• _Aim of the task_
The records appear below. Report how many of their lines contain the word "generation", giving the number alone.

• _Data for processing_
* * * * * * * * *

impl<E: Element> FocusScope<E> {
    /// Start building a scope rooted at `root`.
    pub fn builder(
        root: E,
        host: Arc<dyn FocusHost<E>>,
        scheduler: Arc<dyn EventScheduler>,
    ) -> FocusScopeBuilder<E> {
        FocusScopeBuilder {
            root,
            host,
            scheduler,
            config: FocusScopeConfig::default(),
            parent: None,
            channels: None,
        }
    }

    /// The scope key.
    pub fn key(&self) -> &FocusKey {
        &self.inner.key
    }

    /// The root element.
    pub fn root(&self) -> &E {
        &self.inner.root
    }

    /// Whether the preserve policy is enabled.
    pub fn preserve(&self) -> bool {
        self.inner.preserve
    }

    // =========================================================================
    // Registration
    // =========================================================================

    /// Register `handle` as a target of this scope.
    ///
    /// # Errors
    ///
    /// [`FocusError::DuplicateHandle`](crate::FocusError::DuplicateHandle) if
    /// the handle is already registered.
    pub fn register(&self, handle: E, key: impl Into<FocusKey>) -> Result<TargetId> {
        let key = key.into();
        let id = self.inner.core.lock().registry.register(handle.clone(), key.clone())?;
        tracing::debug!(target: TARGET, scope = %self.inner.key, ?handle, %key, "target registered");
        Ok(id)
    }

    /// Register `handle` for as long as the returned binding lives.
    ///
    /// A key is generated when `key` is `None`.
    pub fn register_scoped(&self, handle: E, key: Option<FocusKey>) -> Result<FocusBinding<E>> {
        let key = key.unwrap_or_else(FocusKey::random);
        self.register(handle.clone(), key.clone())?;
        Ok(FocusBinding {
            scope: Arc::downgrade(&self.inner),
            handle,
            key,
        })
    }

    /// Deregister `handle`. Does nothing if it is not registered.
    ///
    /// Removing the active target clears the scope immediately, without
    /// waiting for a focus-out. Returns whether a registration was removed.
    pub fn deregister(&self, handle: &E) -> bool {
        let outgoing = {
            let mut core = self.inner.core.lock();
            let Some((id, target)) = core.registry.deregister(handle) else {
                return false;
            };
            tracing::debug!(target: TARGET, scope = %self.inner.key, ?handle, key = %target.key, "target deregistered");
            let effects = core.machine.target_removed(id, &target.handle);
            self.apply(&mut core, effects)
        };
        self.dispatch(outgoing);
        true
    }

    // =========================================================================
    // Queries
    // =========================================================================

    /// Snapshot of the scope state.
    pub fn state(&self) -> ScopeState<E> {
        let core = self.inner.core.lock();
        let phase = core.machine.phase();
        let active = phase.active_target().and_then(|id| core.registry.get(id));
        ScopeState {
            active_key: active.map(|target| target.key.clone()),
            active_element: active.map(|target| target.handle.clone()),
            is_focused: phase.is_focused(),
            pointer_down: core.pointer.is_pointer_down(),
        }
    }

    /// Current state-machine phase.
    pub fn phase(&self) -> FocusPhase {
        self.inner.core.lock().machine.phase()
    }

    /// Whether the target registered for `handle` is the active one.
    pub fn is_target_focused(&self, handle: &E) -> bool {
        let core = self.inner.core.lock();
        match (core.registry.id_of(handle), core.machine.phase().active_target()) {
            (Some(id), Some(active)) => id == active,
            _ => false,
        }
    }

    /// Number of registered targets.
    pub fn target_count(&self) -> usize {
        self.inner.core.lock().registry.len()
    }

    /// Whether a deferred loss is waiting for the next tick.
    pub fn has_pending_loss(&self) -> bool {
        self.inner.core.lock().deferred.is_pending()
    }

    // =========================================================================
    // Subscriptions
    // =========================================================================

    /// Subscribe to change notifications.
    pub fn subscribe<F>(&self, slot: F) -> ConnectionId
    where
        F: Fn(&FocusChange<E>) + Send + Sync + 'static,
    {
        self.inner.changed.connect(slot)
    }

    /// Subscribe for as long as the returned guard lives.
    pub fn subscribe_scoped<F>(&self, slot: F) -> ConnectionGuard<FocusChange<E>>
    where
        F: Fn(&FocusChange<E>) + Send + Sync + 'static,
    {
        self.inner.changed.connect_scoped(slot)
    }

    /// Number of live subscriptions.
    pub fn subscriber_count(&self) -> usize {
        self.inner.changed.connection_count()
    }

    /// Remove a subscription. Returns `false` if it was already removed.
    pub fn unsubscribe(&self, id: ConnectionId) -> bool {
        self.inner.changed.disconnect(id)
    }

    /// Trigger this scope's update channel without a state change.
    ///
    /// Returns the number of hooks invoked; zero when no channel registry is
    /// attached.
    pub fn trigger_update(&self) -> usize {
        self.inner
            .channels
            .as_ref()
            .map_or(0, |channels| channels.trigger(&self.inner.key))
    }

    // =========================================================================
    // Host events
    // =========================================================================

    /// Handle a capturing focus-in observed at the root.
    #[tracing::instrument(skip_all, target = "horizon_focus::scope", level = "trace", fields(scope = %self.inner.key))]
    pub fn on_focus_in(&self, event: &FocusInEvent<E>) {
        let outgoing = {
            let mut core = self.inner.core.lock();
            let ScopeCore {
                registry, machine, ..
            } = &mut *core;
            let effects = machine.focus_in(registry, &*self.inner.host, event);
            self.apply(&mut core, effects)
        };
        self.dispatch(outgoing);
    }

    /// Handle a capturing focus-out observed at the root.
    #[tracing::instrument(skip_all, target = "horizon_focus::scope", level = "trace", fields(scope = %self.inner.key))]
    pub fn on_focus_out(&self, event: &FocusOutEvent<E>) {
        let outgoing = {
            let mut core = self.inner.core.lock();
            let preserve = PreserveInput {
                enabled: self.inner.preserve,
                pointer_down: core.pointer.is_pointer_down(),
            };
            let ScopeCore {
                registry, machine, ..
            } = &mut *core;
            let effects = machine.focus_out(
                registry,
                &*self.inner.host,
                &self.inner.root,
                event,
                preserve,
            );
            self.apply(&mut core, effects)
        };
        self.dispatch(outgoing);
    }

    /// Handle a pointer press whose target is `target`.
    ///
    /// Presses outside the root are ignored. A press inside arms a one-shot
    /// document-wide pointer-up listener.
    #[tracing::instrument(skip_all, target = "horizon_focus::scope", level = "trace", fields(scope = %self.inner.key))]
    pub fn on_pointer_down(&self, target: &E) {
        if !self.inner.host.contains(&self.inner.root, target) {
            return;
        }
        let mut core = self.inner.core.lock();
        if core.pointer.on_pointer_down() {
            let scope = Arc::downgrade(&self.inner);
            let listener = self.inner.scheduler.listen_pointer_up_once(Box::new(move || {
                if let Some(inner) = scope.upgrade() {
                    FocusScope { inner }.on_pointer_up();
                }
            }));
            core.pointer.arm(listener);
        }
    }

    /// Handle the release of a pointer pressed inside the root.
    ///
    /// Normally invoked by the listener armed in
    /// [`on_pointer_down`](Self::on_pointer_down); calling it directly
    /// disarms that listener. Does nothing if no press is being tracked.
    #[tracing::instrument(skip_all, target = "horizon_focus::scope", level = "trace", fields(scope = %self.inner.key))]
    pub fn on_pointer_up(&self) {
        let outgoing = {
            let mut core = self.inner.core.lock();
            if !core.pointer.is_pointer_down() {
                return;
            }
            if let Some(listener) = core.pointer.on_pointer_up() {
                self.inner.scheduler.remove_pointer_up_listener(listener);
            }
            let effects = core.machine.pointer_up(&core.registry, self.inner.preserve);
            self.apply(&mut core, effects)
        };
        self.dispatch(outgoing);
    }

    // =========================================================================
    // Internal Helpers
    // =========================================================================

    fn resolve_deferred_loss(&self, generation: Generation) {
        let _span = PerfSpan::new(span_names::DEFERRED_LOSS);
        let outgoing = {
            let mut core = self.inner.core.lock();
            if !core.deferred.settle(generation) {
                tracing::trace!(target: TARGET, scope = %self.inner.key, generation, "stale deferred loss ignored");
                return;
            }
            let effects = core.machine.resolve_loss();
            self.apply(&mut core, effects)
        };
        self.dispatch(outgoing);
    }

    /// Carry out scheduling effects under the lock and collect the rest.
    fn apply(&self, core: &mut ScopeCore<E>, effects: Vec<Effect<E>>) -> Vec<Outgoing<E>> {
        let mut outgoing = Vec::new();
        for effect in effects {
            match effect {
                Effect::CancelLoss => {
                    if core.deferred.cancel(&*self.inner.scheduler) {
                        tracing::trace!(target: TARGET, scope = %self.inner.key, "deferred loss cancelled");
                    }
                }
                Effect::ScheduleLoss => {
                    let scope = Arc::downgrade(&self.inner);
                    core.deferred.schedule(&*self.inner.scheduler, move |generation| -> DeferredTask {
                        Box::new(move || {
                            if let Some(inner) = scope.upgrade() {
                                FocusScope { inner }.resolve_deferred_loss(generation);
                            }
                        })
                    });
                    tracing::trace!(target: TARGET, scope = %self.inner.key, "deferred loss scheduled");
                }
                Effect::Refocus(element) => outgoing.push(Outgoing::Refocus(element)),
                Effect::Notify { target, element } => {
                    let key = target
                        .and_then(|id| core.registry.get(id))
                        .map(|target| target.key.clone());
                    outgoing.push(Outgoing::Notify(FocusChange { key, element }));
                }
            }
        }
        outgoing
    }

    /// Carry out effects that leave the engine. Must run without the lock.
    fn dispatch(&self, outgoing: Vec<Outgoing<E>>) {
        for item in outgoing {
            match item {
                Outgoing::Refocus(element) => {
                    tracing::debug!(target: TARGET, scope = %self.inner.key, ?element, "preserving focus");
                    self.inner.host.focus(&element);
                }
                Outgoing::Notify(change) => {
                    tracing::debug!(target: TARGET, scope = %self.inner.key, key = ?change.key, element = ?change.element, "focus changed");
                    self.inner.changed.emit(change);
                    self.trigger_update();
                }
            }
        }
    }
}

* * * * * * * * *

• _Result_
5